Guest post by Humbug – a contestant in The Great British Trade Off
Humbug vs Fagin, trading vs investing, equities vs funds, £100k of their own money.
The secret to Financial Independence is just two words believe it or not.
They are HOW and MUCH
I first got used to hearing them on a regular basis thirty years ago. I was working for the BBC and had a desk along with eight other people in a large office called Prod One (mercifully, it stood for production one).
One of the eight was a very talented musician turned broadcaster Al Read. As a quick side issue Al had been in a band called East of Eden who got right to the edge of the big time. Their greatest success was a tune called Jig a Jig (look it up on you tube) which was a bit of a pisser for Al as it was an instrumental and he was the lead singer.
I never asked him if he shared in the royalties from it as I thought it might be a sore subject…………………………..but thinking about it, he probably did.
But whether he did or he didn’t, it must have been a total nause for him at the time because at every gig the song that goes down a storm is the one he plays spare prick rather than singing.
Oh well, back to the plot. Al was a much in demand presenter and the management were for ever asking him to cover extra programs.
He never asked when they were scheduled or what was expected of him.
His first question was always the same. HOW MUCH, as in how much was the fee.
When looking to achieve Financial Independence the secret really is HOW MUCH.
How much capital can you save to get the process going? Obviously the more the better.
How much can you earn on those savings as a reward for putting them at risk by investing them?
How much time do you have on your side for compound interest to work it’s magic?
How much are you going to pay in taxes, or if your investments are in a tax free wrapper like an ISA or a SIPP (as they should be) how much are you going to pay in fees?
All four elements are extremely important, as a few simple examples will demonstrate.
Saving money from taxed income is no easy trick unless you want to walk everywhere and live on rain water and mung beans.
However if we put our minds to it, it can be done to a greater or lesser extent. Indeed if we want to have the capital to invest and one day grow so we have financial independence, it has to.
To get financial independence with noughts on, all things being equal, the more you start with the better. But and its a big BUT time and rate of return are if anything more important than starting capital.

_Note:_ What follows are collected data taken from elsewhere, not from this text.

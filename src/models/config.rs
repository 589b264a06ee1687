//! # 运行配置模型
//!
//! 定义扩展名 `Extension` 与一次运行的不可变配置 `RunConfig`。
//!
//! ## 依赖关系
//! - 被 `commands/`, `batch/` 使用
//! - 使用 `regex` 校验扩展名

use crate::cli::convert::ConvertArgs;
use crate::error::{AudioconvError, Result};

use regex::Regex;
use std::ffi::OsString;
use std::fmt;
use std::path::{Path, PathBuf};
use std::sync::OnceLock;

/// 扩展名合法字符：字母数字开头，其后允许连字符
fn extension_regex() -> &'static Regex {
    static RE: OnceLock<Regex> = OnceLock::new();
    RE.get_or_init(|| Regex::new(r"^[a-z0-9][a-z0-9-]*$").unwrap())
}

/// 规范化后的文件扩展名（小写，带一个前导点）
#[derive(Debug, Clone, PartialEq, Eq, Hash)]
pub struct Extension(String);

impl Extension {
    /// 解析用户输入，允许一个可选的前导点
    pub fn parse(raw: &str) -> Option<Self> {
        let bare = raw.strip_prefix('.').unwrap_or(raw).to_ascii_lowercase();
        if extension_regex().is_match(&bare) {
            Some(Extension(format!(".{}", bare)))
        } else {
            None
        }
    }

    /// 带点形式，例如 `.mp3`
    pub fn as_str(&self) -> &str {
        &self.0
    }
}

impl fmt::Display for Extension {
    fn fmt(&self, f: &mut fmt::Formatter<'_>) -> fmt::Result {
        f.write_str(&self.0)
    }
}

/// 一次批量转换的完整配置，构建后不再修改
#[derive(Debug, Clone)]
pub struct RunConfig {
    /// 待转换文件的扩展名
    pub input: Extension,
    /// 目标扩展名
    pub output: Extension,
    /// 工作目录
    pub directory: PathBuf,
    /// 转换成功后是否保留原文件
    pub keep_originals: bool,
    /// 仅列出候选文件
    pub list_only: bool,
}

impl RunConfig {
    /// 校验扩展名并构建配置
    pub fn new(
        input: &str,
        output: &str,
        directory: impl Into<PathBuf>,
        keep_originals: bool,
        list_only: bool,
    ) -> Result<Self> {
        let input = Extension::parse(input).ok_or_else(|| AudioconvError::InvalidExtension {
            role: "input".to_string(),
            value: input.to_string(),
        })?;
        let output = Extension::parse(output).ok_or_else(|| AudioconvError::InvalidExtension {
            role: "output".to_string(),
            value: output.to_string(),
        })?;

        if input == output {
            return Err(AudioconvError::InvalidArgument(format!(
                "input and output extensions are both '{}'",
                input
            )));
        }

        Ok(RunConfig {
            input,
            output,
            directory: directory.into(),
            keep_originals,
            list_only,
        })
    }

    /// 从命令行参数构建
    pub fn from_args(args: &ConvertArgs) -> Result<Self> {
        Self::new(&args.input, &args.output, args.dir.clone(), args.keep, args.list)
    }

    /// 计算候选文件对应的输出路径（去除主文件名首尾空白）
    ///
    /// 主文件名不是合法 UTF-8 时保留原始字节，不做修剪。
    pub fn output_path(&self, candidate: &Path) -> PathBuf {
        let stem = candidate.file_stem().unwrap_or_default();
        let mut name = match stem.to_str() {
            Some(s) => OsString::from(s.trim()),
            None => stem.to_os_string(),
        };
        name.push(self.output.as_str());

        let parent = candidate.parent().unwrap_or(&self.directory);
        parent.join(name)
    }
}

#[cfg(test)]
mod tests {
    use super::*;

    #[test]
    fn test_extension_normalization() {
        for raw in ["mp3", ".mp3", "MP3", ".Mp3", "x-wav", "M4A", "3gp"] {
            let ext = Extension::parse(raw).unwrap();
            let s = ext.as_str();
            assert!(s.starts_with('.'), "{}", s);
            assert!(!s[1..].starts_with('.'), "{}", s);
            assert_eq!(s, s.to_lowercase());
        }
        assert_eq!(Extension::parse(".WEBM").unwrap().as_str(), ".webm");
        assert_eq!(Extension::parse("x-wav").unwrap().as_str(), ".x-wav");
    }

    #[test]
    fn test_extension_rejects_invalid() {
        for raw in ["", ".", "..mp3", "mp 3", "mp3!", "*.mp3", "a/b", "-mp3", "ogg.", "é"] {
            assert!(Extension::parse(raw).is_none(), "accepted '{}'", raw);
        }
    }

    #[test]
    fn test_run_config_rejects_before_filesystem_access() {
        // 目录不存在也应先因扩展名失败
        let err = RunConfig::new("we bm", "mp3", "/definitely/not/here", false, false).unwrap_err();
        assert!(matches!(err, AudioconvError::InvalidExtension { ref role, .. } if role == "input"));

        let err = RunConfig::new("webm", "mp$", "/definitely/not/here", false, false).unwrap_err();
        assert!(matches!(err, AudioconvError::InvalidExtension { ref role, .. } if role == "output"));
    }

    #[test]
    fn test_run_config_rejects_same_extension() {
        let err = RunConfig::new("MP3", ".mp3", ".", false, false).unwrap_err();
        assert!(matches!(err, AudioconvError::InvalidArgument(_)));
    }

    #[test]
    fn test_output_path() {
        let config = RunConfig::new("webm", "mp3", "/music", false, false).unwrap();
        assert_eq!(
            config.output_path(Path::new("/music/song.webm")),
            PathBuf::from("/music/song.mp3")
        );
        assert_eq!(
            config.output_path(Path::new("/music/ padded name .webm")),
            PathBuf::from("/music/padded name.mp3")
        );
        assert_eq!(
            config.output_path(Path::new("/music/a.b.WEBM")),
            PathBuf::from("/music/a.b.mp3")
        );
    }

    #[cfg(unix)]
    #[test]
    fn test_output_path_keeps_non_utf8_bytes() {
        use std::ffi::OsStr;
        use std::os::unix::ffi::OsStrExt;

        let config = RunConfig::new("webm", "mp3", "/music", false, false).unwrap();
        let candidate = Path::new("/music").join(OsStr::from_bytes(b"caf\xe9.webm"));
        let output = config.output_path(&candidate);

        assert_eq!(output.file_name().unwrap().as_bytes(), b"caf\xe9.mp3");
        assert_eq!(output.parent(), Some(Path::new("/music")));
    }
}
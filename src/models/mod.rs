//! # 数据模型模块
//!
//! ## 依赖关系
//! - 被 `batch/`, `commands/` 使用
//! - 子模块: config

pub mod config;

pub use config::{Extension, RunConfig};
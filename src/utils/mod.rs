//! # 工具函数模块
//!
//! 提供美化输出、进度指示、交互提示、诊断日志与 Ctrl-C 处理。
//!
//! ## 依赖关系
//! - 被 `batch/`, `commands/` 模块使用
//! - 子模块: interrupt, logging, output, progress, prompt

pub mod interrupt;
pub mod logging;
pub mod output;
pub mod progress;
pub mod prompt;
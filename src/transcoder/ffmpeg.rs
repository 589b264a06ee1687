//! # FFmpeg 转码器
//!
//! 通过子进程调用 `ffmpeg` 完成单个文件的转换。
//!
//! ## 依赖关系
//! - 实现 `transcoder::Transcoder`
//! - 被 `commands/convert.rs` 创建

use super::{TranscodeStatus, Transcoder};
use crate::error::{AudioconvError, Result};

use std::io::ErrorKind;
use std::path::Path;
use std::process::{Command, Stdio};

/// FFmpeg 调用封装
#[derive(Debug, Clone)]
pub struct Ffmpeg {
    program: String,
}

impl Ffmpeg {
    /// 检查程序是否可用（运行 `-version`），不可用时返回 `CommandNotFound`
    pub fn locate(program: &str) -> Result<Self> {
        let status = Command::new(program)
            .arg("-version")
            .stdin(Stdio::null())
            .stdout(Stdio::null())
            .stderr(Stdio::null())
            .status();

        match status {
            Ok(s) if s.success() => Ok(Self {
                program: program.to_string(),
            }),
            Ok(_) => Err(AudioconvError::CommandNotFound {
                command: program.to_string(),
            }),
            Err(e) if e.kind() == ErrorKind::NotFound => Err(AudioconvError::CommandNotFound {
                command: program.to_string(),
            }),
            Err(e) => Err(AudioconvError::CommandSpawnError {
                command: program.to_string(),
                source: e,
            }),
        }
    }

    /// 构建单次转换的命令
    ///
    /// 输出路径已由执行器以空文件占用，`-y` 只覆盖该占位文件；
    /// `-nostdin` 让出终端给中断提示。
    fn command(&self, input: &Path, output: &Path) -> Command {
        let mut cmd = Command::new(&self.program);
        cmd.args(["-hide_banner", "-nostdin", "-y", "-i"])
            .arg(input)
            .arg(output)
            .stdin(Stdio::null())
            .stdout(Stdio::piped())
            .stderr(Stdio::piped());
        cmd
    }
}

impl Transcoder for Ffmpeg {
    fn name(&self) -> &str {
        &self.program
    }

    fn transcode(&self, input: &Path, output: &Path) -> Result<TranscodeStatus> {
        let out = self
            .command(input, output)
            .output()
            .map_err(|e| AudioconvError::CommandSpawnError {
                command: self.program.clone(),
                source: e,
            })?;

        if out.status.success() {
            Ok(TranscodeStatus::Success)
        } else {
            Ok(TranscodeStatus::Failed {
                code: out.status.code(),
                stderr: String::from_utf8_lossy(&out.stderr).trim().to_string(),
            })
        }
    }
}

#[cfg(test)]
mod tests {
    use super::*;

    #[test]
    fn test_command_arguments() {
        let ffmpeg = Ffmpeg {
            program: "ffmpeg".to_string(),
        };
        let cmd = ffmpeg.command(Path::new("in put.webm"), Path::new("in put.mp3"));
        let args: Vec<_> = cmd.get_args().map(|a| a.to_string_lossy().into_owned()).collect();
        assert_eq!(
            args,
            vec!["-hide_banner", "-nostdin", "-y", "-i", "in put.webm", "in put.mp3"]
        );
        assert_eq!(cmd.get_program(), "ffmpeg");
    }

    #[test]
    fn test_locate_missing_program() {
        let err = Ffmpeg::locate("audioconv-no-such-ffmpeg-binary").unwrap_err();
        assert!(matches!(err, AudioconvError::CommandNotFound { .. }));
    }
}
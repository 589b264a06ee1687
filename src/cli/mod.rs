//! # CLI 模块
//!
//! 使用 `clap` 定义命令行参数。
//!
//! ## 命令结构
//! `audioconv [OPTIONS] [INPUT] [OUTPUT]`
//! - 默认批量转换
//! - `--list` 仅列出候选文件
//!
//! ## 依赖关系
//! - 被 `main.rs` 使用
//! - 子模块: convert

pub mod convert;

use clap::Parser;

/// audioconv - 目录级批量音频转换
#[derive(Parser)]
#[command(name = "audioconv")]
#[command(author = "Changjiang Wu")]
#[command(version)]
#[command(about = "Convert every audio file of one type in a directory via FFmpeg", long_about = None)]
pub struct Cli {
    #[command(flatten)]
    pub args: convert::ConvertArgs,
}

#[cfg(test)]
mod tests {
    use super::*;
    use std::path::PathBuf;

    #[test]
    fn test_defaults() {
        let cli = Cli::try_parse_from(["audioconv"]).unwrap();
        assert_eq!(cli.args.input, "webm");
        assert_eq!(cli.args.output, "mp3");
        assert!(!cli.args.keep);
        assert!(!cli.args.list);
        assert_eq!(cli.args.dir, PathBuf::from("."));
        assert!(cli.args.log_file.is_none());
    }

    #[test]
    fn test_positional_and_flags() {
        let cli =
            Cli::try_parse_from(["audioconv", ".flac", "ogg", "-k", "--list", "-d", "/music"])
                .unwrap();
        assert_eq!(cli.args.input, ".flac");
        assert_eq!(cli.args.output, "ogg");
        assert!(cli.args.keep);
        assert!(cli.args.list);
        assert_eq!(cli.args.dir, PathBuf::from("/music"));
    }
}
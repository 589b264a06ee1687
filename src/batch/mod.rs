//! # 批量处理模块
//!
//! 提供目录级的批量转换能力。
//!
//! ## 功能
//! - 收集候选文件列表
//! - 顺序调用外部转码器
//! - 中断处理与结果统计
//!
//! ## 依赖关系
//! - 被 `commands/` 使用
//! - 使用 `walkdir`, `glob` 收集文件

pub mod collector;
pub mod runner;

pub use collector::FileCollector;
pub use runner::{BatchResult, BatchRunner, Confirm};
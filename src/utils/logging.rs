//! # 诊断日志
//!
//! 以追加方式把失败诊断写入日志文件，终端输出仍走 `utils/output.rs`。
//!
//! ## 依赖关系
//! - 被 `commands/convert.rs` 初始化
//! - 使用 `log`, `simplelog` crate

use crate::error::{AudioconvError, Result};

use log::LevelFilter;
use simplelog::{ConfigBuilder, WriteLogger};
use std::fs::OpenOptions;
use std::path::{Path, PathBuf};

/// 默认日志文件名
pub const LOG_FILE_NAME: &str = "audioconv.log";

/// 日志文件路径：显式指定优先，否则放在工作目录下
pub fn log_file_path(explicit: Option<&Path>, directory: &Path) -> PathBuf {
    match explicit {
        Some(path) => path.to_path_buf(),
        None => directory.join(LOG_FILE_NAME),
    }
}

/// 初始化追加写入的文件日志
pub fn init_logging(path: &Path) -> Result<()> {
    let file = OpenOptions::new()
        .create(true)
        .append(true)
        .open(path)
        .map_err(|e| AudioconvError::LogFileError {
            path: path.display().to_string(),
            source: e,
        })?;

    let config = ConfigBuilder::new()
        .set_time_format_rfc3339()
        .set_thread_level(LevelFilter::Off)
        .set_target_level(LevelFilter::Off)
        .build();

    // 重复初始化（例如测试中）忽略即可
    let _ = WriteLogger::init(LevelFilter::Info, config, file);
    Ok(())
}

#[cfg(test)]
mod tests {
    use super::*;

    #[test]
    fn test_log_file_path_defaults_to_directory() {
        let path = log_file_path(None, Path::new("/music"));
        assert_eq!(path, PathBuf::from("/music/audioconv.log"));
    }

    #[test]
    fn test_log_file_path_explicit() {
        let path = log_file_path(Some(Path::new("/tmp/x.log")), Path::new("/music"));
        assert_eq!(path, PathBuf::from("/tmp/x.log"));
    }

    #[test]
    fn test_init_logging_unwritable_path() {
        let dir = tempfile::TempDir::new().unwrap();
        let err = init_logging(&dir.path().join("missing").join("a.log")).unwrap_err();
        assert!(matches!(err, AudioconvError::LogFileError { .. }));
    }
}
//! # 文件收集器
//!
//! 在工作目录中收集候选文件列表。
//!
//! ## 功能
//! - 仅扫描单层目录，不递归
//! - 按扩展名做大小写不敏感的 glob 匹配
//! - 只收集普通文件（跟随符号链接）
//!
//! ## 依赖关系
//! - 被 `commands/convert.rs`, `commands/list.rs` 调用
//! - 使用 `walkdir` 遍历目录，`glob` 做匹配

use crate::error::{AudioconvError, Result};
use crate::models::Extension;

use glob::{MatchOptions, Pattern};
use std::path::{Path, PathBuf};
use walkdir::WalkDir;

const MATCH_OPTIONS: MatchOptions = MatchOptions {
    case_sensitive: false,
    require_literal_separator: true,
    require_literal_leading_dot: false,
};

/// 文件收集器
pub struct FileCollector {
    /// 工作目录
    directory: PathBuf,
    /// 文件名匹配模式
    pattern: String,
}

impl FileCollector {
    /// 创建新的文件收集器（默认匹配所有文件）
    pub fn new(directory: impl Into<PathBuf>) -> Self {
        Self {
            directory: directory.into(),
            pattern: "*".to_string(),
        }
    }

    /// 只匹配给定扩展名
    pub fn with_extension(mut self, extension: &Extension) -> Self {
        self.pattern = format!("*{}", extension.as_str());
        self
    }

    /// 收集所有匹配的文件，按路径排序
    pub fn collect(&self) -> Result<Vec<PathBuf>> {
        if !self.directory.is_dir() {
            return Err(AudioconvError::DirectoryNotFound {
                path: self.directory.display().to_string(),
            });
        }

        let pattern = Pattern::new(&self.pattern).map_err(|e| {
            AudioconvError::InvalidArgument(format!("Invalid pattern '{}': {}", self.pattern, e))
        })?;

        let mut files = Vec::new();
        for entry in WalkDir::new(&self.directory).min_depth(1).max_depth(1) {
            let entry = match entry {
                Ok(entry) => entry,
                Err(e) if e.depth() == 0 => {
                    return Err(AudioconvError::DirectoryReadError {
                        path: self.directory.display().to_string(),
                        source: e.into(),
                    });
                }
                Err(_) => continue,
            };

            if Self::is_candidate(entry.path(), &pattern) {
                files.push(entry.into_path());
            }
        }

        files.sort();
        Ok(files)
    }

    /// 文件名匹配且为普通文件
    ///
    /// 非 UTF-8 文件名按有损转换匹配，扩展名本身只含 ASCII，不受影响。
    fn is_candidate(path: &Path, pattern: &Pattern) -> bool {
        let name = match path.file_name() {
            Some(name) => name.to_string_lossy(),
            None => return false,
        };
        pattern.matches_with(&name, MATCH_OPTIONS) && path.is_file()
    }
}

#[cfg(test)]
mod tests {
    use super::*;
    use std::fs;
    use tempfile::TempDir;

    fn ext(s: &str) -> Extension {
        Extension::parse(s).unwrap()
    }

    fn names(files: &[PathBuf]) -> Vec<String> {
        files
            .iter()
            .map(|p| p.file_name().unwrap().to_string_lossy().into_owned())
            .collect()
    }

    #[test]
    fn test_collects_matching_files_only() {
        let dir = TempDir::new().unwrap();
        for name in ["b.webm", "a.webm", "c.mp3", "notes.txt", "webm"] {
            fs::write(dir.path().join(name), b"x").unwrap();
        }

        let files = FileCollector::new(dir.path())
            .with_extension(&ext("webm"))
            .collect()
            .unwrap();
        assert_eq!(names(&files), vec!["a.webm", "b.webm"]);
    }

    #[test]
    fn test_case_insensitive_match() {
        let dir = TempDir::new().unwrap();
        fs::write(dir.path().join("LOUD.WEBM"), b"x").unwrap();
        fs::write(dir.path().join("quiet.webm"), b"x").unwrap();

        let files = FileCollector::new(dir.path())
            .with_extension(&ext("WebM"))
            .collect()
            .unwrap();
        assert_eq!(files.len(), 2);
    }

    #[test]
    fn test_skips_directories_and_subdirectories() {
        let dir = TempDir::new().unwrap();
        fs::create_dir(dir.path().join("album.webm")).unwrap();
        fs::create_dir(dir.path().join("nested")).unwrap();
        fs::write(dir.path().join("nested").join("deep.webm"), b"x").unwrap();
        fs::write(dir.path().join("top.webm"), b"x").unwrap();

        let files = FileCollector::new(dir.path())
            .with_extension(&ext("webm"))
            .collect()
            .unwrap();
        assert_eq!(names(&files), vec!["top.webm"]);
    }

    #[test]
    fn test_hyphenated_extension() {
        let dir = TempDir::new().unwrap();
        fs::write(dir.path().join("take.x-wav"), b"x").unwrap();
        fs::write(dir.path().join("take.wav"), b"x").unwrap();

        let files = FileCollector::new(dir.path())
            .with_extension(&ext(".x-wav"))
            .collect()
            .unwrap();
        assert_eq!(names(&files), vec!["take.x-wav"]);
    }

    // macOS 文件系统拒绝非 UTF-8 文件名
    #[cfg(target_os = "linux")]
    #[test]
    fn test_collects_non_utf8_names() {
        use std::ffi::OsStr;
        use std::os::unix::ffi::OsStrExt;

        let dir = TempDir::new().unwrap();
        let raw = OsStr::from_bytes(b"caf\xe9.webm");
        fs::write(dir.path().join(raw), b"x").unwrap();
        fs::write(dir.path().join("ok.webm"), b"x").unwrap();

        let files = FileCollector::new(dir.path())
            .with_extension(&ext("webm"))
            .collect()
            .unwrap();
        assert_eq!(files.len(), 2);
        assert!(files.contains(&dir.path().join(raw)));
    }

    #[test]
    fn test_missing_directory() {
        let dir = TempDir::new().unwrap();
        let missing = dir.path().join("gone");
        let err = FileCollector::new(&missing)
            .with_extension(&ext("webm"))
            .collect()
            .unwrap_err();
        assert!(matches!(err, AudioconvError::DirectoryNotFound { .. }));
    }
}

A very rough calculation using the rule of 72 (where a capital sum doubles in the number of years you can divide 72 by the rate of interest you achieve) shows that if you started investing having saved £50k by the time you were (say) thirty and could achieve a 15%pa return, you could retire at sixty with £3.2 million.
However if you waited till you were (say) forty five before investing, your £50k would only have grown to £400k by the time you were sixty.
I know it seems a ridiculous differential, but the real magic of compound interest comes more and more the longer an investment runs.
Get your calculator out and play around with a few figures. You’ll very quickly find how critical time and rate of return are, also how important it is to be protected by a tax free wrapper, as the drain on your results would be horrendous if you had to pay tax on them.
Also do the sum factoring in an adviser’s fees as well as the fees charged by your brokers platform. Paying too much in fees is like driving your car with the hand brake on. Its worth taking time to assess what does an adviser bring to your party? Could you do as well without them and save their costs by making your own decisions?
Diyinvestor.net is a gold mine of useful information for a private investor who wants to invest for themselves, particularly one just starting out.
Have fun running different scenarios around, the bigger the starting sum, the longer the investment has to run and the lower the costs the better and the greater the likely hood of achieving financial independence with noughts on.
THE DIFFERENCE IN MY QUITE REALISTIC EXAMPLE, BETWEEN INVESTING THE SAME AMOUNT OF CAPITAL AT THE SAME RATE OF RETURN FOR THIRTY YEARS AS AGAINST FIFTEEN IS A STAGGERING TWO MILLION, EIGHT HUNDRED THOUSAND POUNDS.